EXERCISE AIM: Using the records below, output the stretch that opens with the line containing "let waited = self.cfg.forward_poll_interval" and closes with the line containing "matching; a node", exactly and including both lines, with nothing more.

RECORD EXTRACTS:

▼▼▼

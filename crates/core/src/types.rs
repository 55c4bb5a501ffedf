//! Typed identifiers for the cross-source correlation join.
//!
//! Scheduler queue output, tunnel command lines, and bookkeeping files all
//! describe the same things as free-form text. Keeping node names, ports,
//! displays, and pids as distinct types means the join in
//! [`crate::discover`] can only compare like with like.

use std::fmt;

use serde::{Deserialize, Serialize};

/// Opaque scheduler job/allocation identifier.
#[derive(Debug, Clone, PartialEq, Eq, Hash, Serialize, Deserialize)]
#[serde(transparent)]
pub struct JobId(String);

impl JobId {
	pub fn new(id: impl Into<String>) -> Self {
		Self(id.into())
	}

	pub fn as_str(&self) -> &str {
		&self.0
	}
}

impl fmt::Display for JobId {
	fn fmt(&self, f: &mut fmt::Formatter<'_>) -> fmt::Result {
		f.write_str(&self.0)
	}
}

/// Short compute-node name as reported by the scheduler (e.g. `n3000`).
#[derive(Debug, Clone, PartialEq, Eq, Hash, Serialize, Deserialize)]
#[serde(transparent)]
pub struct NodeName(String);

impl NodeName {
	pub fn new(name: impl Into<String>) -> Self {
		Self(name.into())
	}

	pub fn as_str(&self) -> &str {
		&self.0
	}

	/// Fully qualified hostname used for SSH, given the cluster's
	/// intra-node domain suffix (if any).
	pub fn hostname(&self, domain: Option<&str>) -> String {
		match domain {
			Some(domain) => format!("{}.{}", self.0, domain.trim_start_matches('.')),
			None => self.0.clone(),
		}
	}

	/// Whether `host` (from a tunnel command line) refers to this node.
	pub fn matches_host(&self, host: &str, domain: Option<&str>) -> bool {
		host == self.0 || host == self.hostname(domain) || host.strip_prefix(self.0.as_str()).is_some_and(|rest| rest.starts_with('.'))
	}
}

impl fmt::Display for NodeName {
	fn fmt(&self, f: &mut fmt::Formatter<'_>) -> fmt::Result {
		f.write_str(&self.0)
	}
}

/// X display number assigned by the display server.
#[derive(Debug, Clone, Copy, PartialEq, Eq, Hash, PartialOrd, Ord, Serialize, Deserialize)]
#[serde(transparent)]
pub struct DisplayNum(pub u32);

impl DisplayNum {
	/// The display server listens at `base_port + display`.
	pub fn port(&self, base_port: u16) -> Port {
		Port(base_port.saturating_add(self.0 as u16))
	}
}

impl fmt::Display for DisplayNum {
	fn fmt(&self, f: &mut fmt::Formatter<'_>) -> fmt::Result {
		write!(f, ":{}", self.0)
	}
}

/// A TCP port, local or remote.
#[derive(Debug, Clone, Copy, PartialEq, Eq, Hash, PartialOrd, Ord, Serialize, Deserialize)]
#[serde(transparent)]
pub struct Port(pub u16);

impl Port {
	/// Inverse of [`DisplayNum::port`]; `None` when the port sits at or
	/// below the base and therefore cannot belong to a session.
	pub fn display(&self, base_port: u16) -> Option<DisplayNum> {
		(self.0 > base_port).then(|| DisplayNum((self.0 - base_port) as u32))
	}
}

impl fmt::Display for Port {
	fn fmt(&self, f: &mut fmt::Formatter<'_>) -> fmt::Result {
		write!(f, "{}", self.0)
	}
}

/// Operating-system process id on some host.
#[derive(Debug, Clone, Copy, PartialEq, Eq, Hash, Serialize, Deserialize)]
#[serde(transparent)]
pub struct Pid(pub u32);

impl fmt::Display for Pid {
	fn fmt(&self, f: &mut fmt::Formatter<'_>) -> fmt::Result {
		write!(f, "{}", self.0)
	}
}

#[cfg(test)]
mod tests {
	use super::*;

	#[test]
	fn display_and_port_round_trip() {
		let display = DisplayNum(3);
		let port = display.port(5900);
		assert_eq!(port, Port(5903));
		assert_eq!(port.display(5900), Some(display));
	}

	#[test]
	fn ports_at_or_below_base_have_no_display() {
		assert_eq!(Port(5900).display(5900), None);
		assert_eq!(Port(22).display(5900), None);
	}

	#[test]
	fn hostname_respects_domain() {
		let node = NodeName::new("n3000");
		assert_eq!(node.hostname(None), "n3000");
		assert_eq!(node.hostname(Some("hyak.local")), "n3000.hyak.local");
		assert_eq!(node.hostname(Some(".hyak.local")), "n3000.hyak.local");
	}

	#[test]
	fn host_matching_is_prefix_safe() {
		let node = NodeName::new("n3000");
		assert!(node.matches_host("n3000", None));
		assert!(node.matches_host("n3000.hyak.local", Some("hyak.local")));
		assert!(node.matches_host("n3000.hyak.local", None));
		assert!(!node.matches_host("n30001", None));
		assert!(!node.matches_host("n30001.hyak.local", None));
	}
}
//! Local SSH tunnel management: probe, create, verify, repair.

use std::time::Duration;

use tracing::{debug, info};
use vdesk_runtime::process::{parse_ps_rows, port_available};
use vdesk_runtime::{Exec, Runner};

use crate::config::Config;
use crate::error::{Result, VdeskError};
use crate::parse::{self, Parsed};
use crate::session;
use crate::types::{JobId, NodeName, Pid, Port};

/// A local tunnel process mapping a local port to a node's session port.
#[derive(Debug, Clone)]
pub struct Forward {
	pub local: Port,
	pub remote: Port,
	pub host: String,
	/// Owning tunnel process; unknown right after creation because the
	/// tunnel daemonizes itself.
	pub pid: Option<Pid>,
}

/// Outcome of a repair pass for one allocation.
#[derive(Debug, Clone)]
pub enum RepairOutcome {
	/// A forward already exists; repair is a no-op.
	AlreadyForwarded(Forward),
	Created(Forward),
}

pub struct PortForwardManager<'a> {
	cfg: &'a Config,
	runner: &'a dyn Runner,
}

impl<'a> PortForwardManager<'a> {
	pub fn new(cfg: &'a Config, runner: &'a dyn Runner) -> Self {
		Self { cfg, runner }
	}

	/// First free local port in the probe window above the base port.
	///
	/// A probe, not a reservation: concurrent invocations by the same user
	/// can race for the same port.
	pub fn find_free_local_port(&self) -> Result<Port> {
		let base = self.cfg.base_port;
		for offset in 1..=self.cfg.port_window {
			let port = base.saturating_add(offset);
			if port_available(port) {
				return Ok(Port(port));
			}
		}
		Err(VdeskError::ResourceExhausted(base.saturating_add(1), base.saturating_add(self.cfg.port_window)))
	}

	/// Spawns a background tunnel and confirms it actually bound the local
	/// port. Spawn success only means the process launched, so the local
	/// listening table is polled up to the configured attempt bound; on
	/// exhaustion the caller must roll back whatever it created upstream.
	pub async fn create(&self, local: Port, remote: Port, node: &NodeName) -> Result<Forward> {
		let host = self.cfg.node_host(node);
		let args = vec!["-N".to_string(), "-f".to_string(), "-L".to_string(), format!("{local}:127.0.0.1:{remote}"), host.clone()];

		info!(target: "vdesk.forward", %local, %remote, %host, "creating tunnel");
		let output = self
			.runner
			.run(
				Exec::Local {
					program: &self.cfg.ssh_bin,
					args,
				},
				Some(Duration::from_secs(30)),
			)
			.await?;
		if !output.success {
			return Err(VdeskError::Remote(format!("tunnel process failed to start: {}", output.text())));
		}

		for attempt in 0..self.cfg.forward_poll_attempts {
			if !port_available(local.0) {
				debug!(target: "vdesk.forward", %local, attempt, "tunnel bound");
				return Ok(Forward {
					local,
					remote,
					host,
					pid: None,
				});
			}
			tokio::time::sleep(self.cfg.forward_poll_interval).await;
		}

		let waited = self.cfg.forward_poll_interval * self.cfg.forward_poll_attempts;
		Err(VdeskError::timeout(waited, format!("local port {local} to bind")))
	}

	/// Enumerates the user's live tunnel processes from the local process
	/// table. Node attribution happens later, by host matching; a node
	/// hosting two allocations for the same user stays ambiguous here.
	pub async fn list_local(&self) -> Result<Vec<Forward>> {
		let args = vec!["-u".to_string(), self.cfg.user.clone(), "-o".to_string(), "pid=,args=".to_string()];
		let output = self.runner.run(Exec::Local { program: "ps", args }, Some(Duration::from_secs(10))).await?;
		if !output.success {
			return Err(VdeskError::Remote(format!("local process listing failed: {}", output.text())));
		}

		let mut forwards = Vec::new();
		for entry in parse_ps_rows(&output.text()) {
			if let Parsed::Matched(tunnel) = parse::parse_tunnel_args(&entry.args) {
				forwards.push(Forward {
					local: tunnel.local,
					remote: tunnel.remote,
					host: tunnel.host,
					pid: Some(Pid(entry.pid)),
				});
			}
		}
		Ok(forwards)
	}

	/// Restores the forward for a live session that lost its tunnel (for
	/// example after a control-host restart).
	///
	/// The session's port is re-derived from the node's process table
	/// scoped to the allocation's pid set — not from the bookkeeping file,
	/// which may itself be stale across a restart. No-op when a forward
	/// for the node already exists.
	pub async fn repair(&self, node: &NodeName, job: &JobId) -> Result<RepairOutcome> {
		let existing = self.list_local().await?;
		if let Some(forward) = existing
			.into_iter()
			.find(|forward| node.matches_host(&forward.host, self.cfg.node_domain.as_deref()))
		{
			info!(target: "vdesk.forward", %node, local = %forward.local, "forward already present; nothing to repair");
			return Ok(RepairOutcome::AlreadyForwarded(forward));
		}

		let pids = session::allocation_pids(self.cfg, self.runner, node, job).await?;
		let host = self.cfg.node_host(node);
		let command = format!("ps -o pid=,args= -U {}", self.cfg.user);
		let output = self.runner.run(Exec::Remote { host: &host, command: &command }, Some(Duration::from_secs(30))).await?;
		if !output.success {
			return Err(VdeskError::Remote(format!("process listing on {node} failed: {}", output.text())));
		}

		let marker = &self.cfg.display_server.process_marker;
		let display = parse_ps_rows(&output.text())
			.into_iter()
			.filter(|entry| pids.contains(&Pid(entry.pid)))
			.find_map(|entry| parse::parse_display_arg(&entry.args, marker).matched());

		let Some(display) = display else {
			return Err(VdeskError::NotFound(format!("no live display-server process for job {job} on {node}")));
		};

		let remote = display.port(self.cfg.base_port);
		let local = self.find_free_local_port()?;
		let forward = self.create(local, remote, node).await?;
		info!(target: "vdesk.forward", %node, local = %forward.local, remote = %forward.remote, "forward repaired");
		Ok(RepairOutcome::Created(forward))
	}
}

▲▲▲

RESPONSE:
		let waited = self.cfg.forward_poll_interval * self.cfg.forward_poll_attempts;
		Err(VdeskError::timeout(waited, format!("local port {local} to bind")))
	}

	/// Enumerates the user's live tunnel processes from the local process
	/// table. Node attribution happens later, by host matching; a node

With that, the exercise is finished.